[[ PROVIDED RECORDS open ]]

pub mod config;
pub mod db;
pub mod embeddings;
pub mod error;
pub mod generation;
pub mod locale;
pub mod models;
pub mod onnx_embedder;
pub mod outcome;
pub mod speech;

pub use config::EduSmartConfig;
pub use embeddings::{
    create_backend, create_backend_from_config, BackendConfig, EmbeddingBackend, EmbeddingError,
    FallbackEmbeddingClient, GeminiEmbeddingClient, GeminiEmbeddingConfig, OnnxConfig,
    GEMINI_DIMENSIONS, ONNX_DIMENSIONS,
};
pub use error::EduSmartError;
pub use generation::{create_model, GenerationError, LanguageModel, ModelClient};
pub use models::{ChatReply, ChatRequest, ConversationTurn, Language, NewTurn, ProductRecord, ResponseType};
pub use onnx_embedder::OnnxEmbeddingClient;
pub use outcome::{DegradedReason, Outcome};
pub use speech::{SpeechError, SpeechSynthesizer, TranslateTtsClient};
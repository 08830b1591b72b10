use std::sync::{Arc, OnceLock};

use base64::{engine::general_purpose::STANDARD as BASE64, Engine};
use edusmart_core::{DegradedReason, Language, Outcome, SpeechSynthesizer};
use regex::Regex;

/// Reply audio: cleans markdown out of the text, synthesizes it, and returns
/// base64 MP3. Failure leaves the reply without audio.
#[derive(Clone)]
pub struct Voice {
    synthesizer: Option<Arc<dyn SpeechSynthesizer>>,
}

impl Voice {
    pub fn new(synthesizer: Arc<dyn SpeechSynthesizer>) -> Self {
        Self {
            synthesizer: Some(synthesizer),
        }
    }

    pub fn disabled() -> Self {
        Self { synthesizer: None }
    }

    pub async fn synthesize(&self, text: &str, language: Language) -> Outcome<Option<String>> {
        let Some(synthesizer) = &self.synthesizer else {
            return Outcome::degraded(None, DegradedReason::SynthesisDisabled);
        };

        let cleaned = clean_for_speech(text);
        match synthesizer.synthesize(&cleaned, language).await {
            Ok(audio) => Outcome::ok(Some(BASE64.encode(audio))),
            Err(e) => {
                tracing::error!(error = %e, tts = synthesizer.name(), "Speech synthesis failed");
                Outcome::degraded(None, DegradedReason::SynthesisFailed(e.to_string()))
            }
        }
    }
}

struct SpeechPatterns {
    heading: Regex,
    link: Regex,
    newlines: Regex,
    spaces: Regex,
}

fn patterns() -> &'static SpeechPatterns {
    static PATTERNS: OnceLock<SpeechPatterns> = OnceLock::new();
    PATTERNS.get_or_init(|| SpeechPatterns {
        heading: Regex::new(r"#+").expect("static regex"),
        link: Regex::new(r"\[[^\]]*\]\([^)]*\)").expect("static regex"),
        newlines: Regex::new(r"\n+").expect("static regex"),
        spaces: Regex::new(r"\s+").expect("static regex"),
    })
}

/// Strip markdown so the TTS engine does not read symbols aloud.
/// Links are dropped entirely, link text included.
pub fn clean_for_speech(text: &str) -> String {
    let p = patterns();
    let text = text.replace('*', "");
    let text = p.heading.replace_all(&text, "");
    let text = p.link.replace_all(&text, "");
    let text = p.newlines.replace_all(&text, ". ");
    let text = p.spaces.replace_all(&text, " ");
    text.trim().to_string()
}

[[ PROVIDED RECORDS closed ]]

▶ **YOUR INSTRUCTIONS**: Exact repetition of every record is required.

▶ **REPLY TO THE EXERCISE**:
pub mod config;
pub mod db;
pub mod embeddings;
pub mod error;
pub mod generation;
pub mod locale;
pub mod models;
pub mod onnx_embedder;
pub mod outcome;
pub mod speech;

pub use config::EduSmartConfig;
pub use embeddings::{
    create_backend, create_backend_from_config, BackendConfig, EmbeddingBackend, EmbeddingError,
    FallbackEmbeddingClient, GeminiEmbeddingClient, GeminiEmbeddingConfig, OnnxConfig,
    GEMINI_DIMENSIONS, ONNX_DIMENSIONS,
};
pub use error::EduSmartError;
pub use generation::{create_model, GenerationError, LanguageModel, ModelClient};
pub use models::{ChatReply, ChatRequest, ConversationTurn, Language, NewTurn, ProductRecord, ResponseType};
pub use onnx_embedder::OnnxEmbeddingClient;
pub use outcome::{DegradedReason, Outcome};
pub use speech::{SpeechError, SpeechSynthesizer, TranslateTtsClient};
repository 08830b1591b72b10
use std::sync::{Arc, OnceLock};

use base64::{engine::general_purpose::STANDARD as BASE64, Engine};
use edusmart_core::{DegradedReason, Language, Outcome, SpeechSynthesizer};
use regex::Regex;

/// Reply audio: cleans markdown out of the text, synthesizes it, and returns
/// base64 MP3. Failure leaves the reply without audio.
#[derive(Clone)]
pub struct Voice {
    synthesizer: Option<Arc<dyn SpeechSynthesizer>>,
}

impl Voice {
    pub fn new(synthesizer: Arc<dyn SpeechSynthesizer>) -> Self {
        Self {
            synthesizer: Some(synthesizer),
        }
    }

    pub fn disabled() -> Self {
        Self { synthesizer: None }
    }

    pub async fn synthesize(&self, text: &str, language: Language) -> Outcome<Option<String>> {
        let Some(synthesizer) = &self.synthesizer else {
            return Outcome::degraded(None, DegradedReason::SynthesisDisabled);
        };

        let cleaned = clean_for_speech(text);
        match synthesizer.synthesize(&cleaned, language).await {
            Ok(audio) => Outcome::ok(Some(BASE64.encode(audio))),
            Err(e) => {
                tracing::error!(error = %e, tts = synthesizer.name(), "Speech synthesis failed");
                Outcome::degraded(None, DegradedReason::SynthesisFailed(e.to_string()))
            }
        }
    }
}

struct SpeechPatterns {
    heading: Regex,
    link: Regex,
    newlines: Regex,
    spaces: Regex,
}

fn patterns() -> &'static SpeechPatterns {
    static PATTERNS: OnceLock<SpeechPatterns> = OnceLock::new();
    PATTERNS.get_or_init(|| SpeechPatterns {
        heading: Regex::new(r"#+").expect("static regex"),
        link: Regex::new(r"\[[^\]]*\]\([^)]*\)").expect("static regex"),
        newlines: Regex::new(r"\n+").expect("static regex"),
        spaces: Regex::new(r"\s+").expect("static regex"),
    })
}

/// Strip markdown so the TTS engine does not read symbols aloud.
/// Links are dropped entirely, link text included.
pub fn clean_for_speech(text: &str) -> String {
    let p = patterns();
    let text = text.replace('*', "");
    let text = p.heading.replace_all(&text, "");
    let text = p.link.replace_all(&text, "");
    let text = p.newlines.replace_all(&text, ". ");
    let text = p.spaces.replace_all(&text, " ");
    text.trim().to_string()
}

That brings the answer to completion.